Aug 22/17
Dear Mother
No mail in yet and I hear it won’t be in for some days as it has only just reached Bombay. There is I’m afraid no news to tell you. Since I last wrote it has been frightfully hot, still muggy days & 115° in our tents, most awfully trying. Still the nights are fairly cool & the v. early mornings when we go on parade, but the rest of the day after about 7.30 is rotten.
However we are all keeping fit, though feeling very limp & slack of course, it’s absolutely impossible to feel otherwise. We just sit & drip & lose weight all day till the evening & long for the sun to go down. But I expect there are people a good deal worse off than us, right up at the front, in small tents & not so many comforts easily obtainable such as ice, which we have.
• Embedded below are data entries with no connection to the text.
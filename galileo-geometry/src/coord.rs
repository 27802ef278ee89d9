use nalgebra::{Point2, Rotation2, Vector2};

#[cfg(feature = "serde")]
use serde::{Deserialize, Serialize};

/// A pair of cartesian coordinates.
///
/// Unlike [`Point`](crate::Point), a coordinate is always present. It is the storage type for vertices of curves,
/// corners of bounding boxes and so on.
#[derive(Debug, Default, Copy, Clone, PartialEq, PartialOrd)]
#[cfg_attr(feature = "serde", derive(Serialize, Deserialize))]
pub struct Coord {
    /// X coordinate.
    pub x: f64,
    /// Y coordinate.
    pub y: f64,
}

impl Coord {
    /// Creates a new coordinate pair.
    pub const fn new(x: f64, y: f64) -> Self {
        Self { x, y }
    }

    /// Returns coordinates as an array `[x, y]`.
    pub fn to_array(&self) -> [f64; 2] {
        [self.x, self.y]
    }

    /// Squared euclidean distance to the `other` coordinate.
    pub fn distance_sq(&self, other: &Coord) -> f64 {
        let dx = self.x - other.x;
        let dy = self.y - other.y;
        dx * dx + dy * dy
    }

    /// Euclidean distance to the `other` coordinate.
    pub fn distance(&self, other: &Coord) -> f64 {
        self.distance_sq(other).sqrt()
    }

    /// Rotates the coordinate clockwise by `degrees` around the `center`.
    ///
    /// With `θ` in radians and the coordinate translated relative to the center:
    /// `x' = x·cosθ + y·sinθ`, `y' = y·cosθ − x·sinθ`.
    pub fn rotate(&self, degrees: f64, center: &Coord) -> Coord {
        let rotation = Rotation2::new(-degrees.to_radians());
        let relative = Vector2::new(self.x - center.x, self.y - center.y);
        let rotated = Point2::new(center.x, center.y) + rotation * relative;

        Coord::new(rotated.x, rotated.y)
    }

    /// Returns the coordinate translated by `(dx, dy)`.
    pub fn offset(&self, dx: f64, dy: f64) -> Coord {
        Coord::new(self.x + dx, self.y + dy)
    }

    /// Linear interpolation between `self` (`fraction = 0`) and `other` (`fraction = 1`).
    pub fn lerp(&self, other: &Coord, fraction: f64) -> Coord {
        Coord::new(
            self.x + (other.x - self.x) * fraction,
            self.y + (other.y - self.y) * fraction,
        )
    }
}

impl From<[f64; 2]> for Coord {
    fn from(value: [f64; 2]) -> Self {
        Self::new(value[0], value[1])
    }
}

impl From<(f64, f64)> for Coord {
    fn from((x, y): (f64, f64)) -> Self {
        Self::new(x, y)
    }
}

#[cfg(test)]
mod tests {
    use super::*;
    use approx::assert_abs_diff_eq;

    #[test]
    fn distance() {
        assert_eq!(Coord::new(0.0, 0.0).distance(&Coord::new(3.0, 4.0)), 5.0);
        assert_eq!(Coord::new(1.0, 1.0).distance_sq(&Coord::new(2.0, 2.0)), 2.0);
    }

    #[test]
    fn rotate_clockwise() {
        let rotated = Coord::new(1.0, 0.0).rotate(90.0, &Coord::new(0.0, 0.0));
        assert_abs_diff_eq!(rotated.x, 0.0, epsilon = 1e-12);
        assert_abs_diff_eq!(rotated.y, -1.0, epsilon = 1e-12);

        let rotated = Coord::new(2.0, 1.0).rotate(180.0, &Coord::new(1.0, 1.0));
        assert_abs_diff_eq!(rotated.x, 0.0, epsilon = 1e-12);
        assert_abs_diff_eq!(rotated.y, 1.0, epsilon = 1e-12);
    }

    #[test]
    fn rotate_matches_matrix() {
        let c = Coord::new(3.0, -2.0);
        let theta = 37f64.to_radians();
        let expected_x = c.x * theta.cos() + c.y * theta.sin();
        let expected_y = c.y * theta.cos() - c.x * theta.sin();

        let rotated = c.rotate(37.0, &Coord::default());
        assert_abs_diff_eq!(rotated.x, expected_x, epsilon = 1e-12);
        assert_abs_diff_eq!(rotated.y, expected_y, epsilon = 1e-12);
    }

    #[test]
    fn lerp() {
        let a = Coord::new(0.0, 0.0);
        let b = Coord::new(10.0, -4.0);
        assert_eq!(a.lerp(&b, 0.0), a);
        assert_eq!(a.lerp(&b, 1.0), b);
        assert_eq!(a.lerp(&b, 0.5), Coord::new(5.0, -2.0));
    }
}
#![cfg(feature = "geozero")]

use galileo_geometry::{
    ArrowLineString, Coord, Geom, GeometryCollection, LineString, LinearRing, MultiLineString,
    MultiPoint, MultiPolygon, Point, Point3d, Polygon, WellKnown,
};

fn ring(coords: &[(f64, f64)]) -> LinearRing {
    LinearRing::closed(coords.iter().map(|&c| Coord::from(c)).collect())
}

fn polygon() -> Polygon {
    Polygon::with_interiors(
        ring(&[(0.0, 0.0), (10.0, 0.0), (10.0, 10.0), (0.0, 10.0)]),
        vec![ring(&[(2.0, 2.0), (2.0, 4.0), (4.0, 4.0), (4.0, 2.0)])],
    )
}

fn line() -> LineString {
    LineString::new(vec![
        Coord::new(-1.5, 2.25),
        Coord::new(3.0, 4.0),
        Coord::new(7.125, -8.0),
    ])
}

fn geometries() -> Vec<Geom> {
    let triangle = Polygon::new(ring(&[(20.0, 20.0), (21.0, 20.0), (21.0, 21.0)]));

    vec![
        Point::new(1.0, -2.5).into(),
        line().into(),
        polygon().into(),
        MultiPoint::new(vec![Point::new(1.0, 1.0), Point::new(2.0, 3.0)]).into(),
        MultiLineString::new(vec![line(), line().reversed()]).into(),
        MultiPolygon::new(vec![polygon(), triangle]).into(),
        GeometryCollection::new(vec![
            Point::new(5.0, 5.0).into(),
            line().into(),
            GeometryCollection::new(vec![polygon().into()]).into(),
        ])
        .into(),
    ]
}

/// Non-empty geometries that carry empty parts or a Z ordinate.
fn edge_cases() -> Vec<Geom> {
    vec![
        Point3d::new(1.0, 2.0, 3.0).into(),
        Point3d::new(-0.5, 0.0, 1e10).into(),
        MultiLineString::new(vec![line(), LineString::default()]).into(),
        MultiPolygon::new(vec![Polygon::default(), polygon()]).into(),
        GeometryCollection::new(vec![
            Point::empty().into(),
            LineString::default().into(),
            Polygon::default().into(),
            Point::new(1.0, 1.0).into(),
        ])
        .into(),
        GeometryCollection::new(vec![
            Point3d::new(1.0, 2.0, 3.0).into(),
            LineString::default().into(),
            GeometryCollection::new(vec![Point3d::new(4.0, 5.0, 6.0).into()]).into(),
        ])
        .into(),
    ]
}

#[test]
fn text_round_trip() {
    for geom in geometries().into_iter().chain(edge_cases()) {
        let text = geom.as_text().unwrap();
        assert_eq!(Geom::from_text(&text).unwrap(), geom, "{text}");
    }
}

#[test]
fn binary_round_trip() {
    for geom in geometries().into_iter().chain(edge_cases()) {
        let bytes = geom.as_binary().unwrap();
        assert_eq!(Geom::from_binary(&bytes).unwrap(), geom, "{geom:?}");
    }
}

#[test]
fn point_3d_round_trip() {
    let point = Point3d::new(1.0, 2.0, 3.0);
    let text = point.as_text().unwrap();
    assert_eq!(Geom::from_text(&text).unwrap(), Geom::Point3d(point));
    let bytes = point.as_binary().unwrap();
    assert_eq!(Geom::from_binary(&bytes).unwrap(), Geom::Point3d(point));
}

#[test]
fn empty_geometries_round_trip() {
    let empty: Vec<Geom> = vec![
        Point::empty().into(),
        LineString::default().into(),
        Polygon::default().into(),
        MultiPoint::default().into(),
        MultiLineString::default().into(),
        GeometryCollection::default().into(),
    ];

    for geom in empty {
        let text = geom.as_text().unwrap();
        assert_eq!(Geom::from_text(&text).unwrap(), geom, "{text}");
        let bytes = geom.as_binary().unwrap();
        assert_eq!(Geom::from_binary(&bytes).unwrap(), geom, "{text}");
    }
}

#[test]
fn curves_without_own_representation() {
    let ring = ring(&[(0.0, 0.0), (1.0, 0.0), (1.0, 1.0)]);
    let decoded = Geom::from_text(&ring.as_text().unwrap()).unwrap();
    assert_eq!(decoded, Geom::LineString(ring.into_line_string()));

    let arrow = ArrowLineString::with_default_options(&Point::new(0.0, 0.0), &Point::new(4.0, 3.0))
        .unwrap();
    let decoded = Geom::from_binary(&arrow.as_binary().unwrap()).unwrap();
    assert_eq!(decoded, Geom::MultiLineString(arrow.into_multi_line_string()));
}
We are in big tents, the same kind as we were in in Delhi last cold weather; all troops have them out here now & they are really essent if you want troops to keep fit. We have a little thermometer in ours so’s we can keep a daily record of the temperatures; & just now we put it in a little light tent which we were living in when we were at Basra & which we now use as a sort of bathroom attached to our big tent, & in there it registered 125°! So we can thank our stars we have big tents to live in & not the small ones, which are really no protection whatever. The light tents are for use when “active operations” are in progress & you can’t cart the big ones about, but by that time the weather will be much more reasonable.
We are sort of on the end of a wire about our move up river, & we may more or less get orders to go any day now. Personally I don’t want to move in this heat. It means a big business, unpitching & packing all the tents, loading them all up on barges & all our heavy kit & stores & rations as well. You see all this would have to be done by hand, as we have no cranes or appliances of that sort of course. However if it’s got to be done it’s got to be done & we’ll do it of course, so that’s that.
I have had long letters from Col D.B. There seems little or no likelihood of his returning. He is not fit yet & I fancy his medical board will give him an extension. Then his time in command is up in November, so it’s hardly likely they’d send him out to finish it off. I rather fancy he hopes to get a job in India, so I gather from his letters.
As regards my prospects, this means – silly as it sounds! – that I shall keep the command till some one else gets it. I mean Henderson, our 2nd in command & on sick leave at home, may come out & take it on, or some senior fellow in the 39th or any other rgt – they are not particular nowadays – may be put in. Impossible to say; but don’t count on my keeping it; I may do so, & I may not; I’ve got it by a piece of luck, & it will be luckier still to keep it. How I should love to command it in some fighting, & to see the results of one’s efforts this hot weather. For indeed we have been working hard to get the regiment as efficient as possible & in good fighting trim & I should be grievously disappointed if they failed in any way. But I know they won’t, I’m confident they will do their very very best.
Such sad news from Lansdowne, Mrs Bobby Reed died the other day, having given birth to triplets, all girls, & all doing well I believe. They arrived 7 weeks before they were due it seems, so her death I suppose is not surprising. Poor Bobby, he’s awfully cut up of course, & the regiment has lost one of the best & brightest women members. She was one of the best, & as you know a great friend of mine & her loss will be felt by us all. Personally I can hardly realise it: one gets used somehow to hearing of the death of one’s men friends nowadays; but it does’nt seem right that people like Mrs Bobby Reed should die.
I must struggle to write to some more people, but I don’t feel in the least energetic. Excuse this rotten letter, but I’m sure you will understand. Heat, no news, & no letter of yours to answer, 3 very just causes for a short note, are’nt they…
Best love to all
yr loving son Ted
Edith Giles, wife of Capt Henry Robert Baynes Reed CIE DSO MC
http://www.thekingscandlesticks.com/webs/pedigrees/482.html
Only one of the triplets, Jocelyn, survived and lived to 78.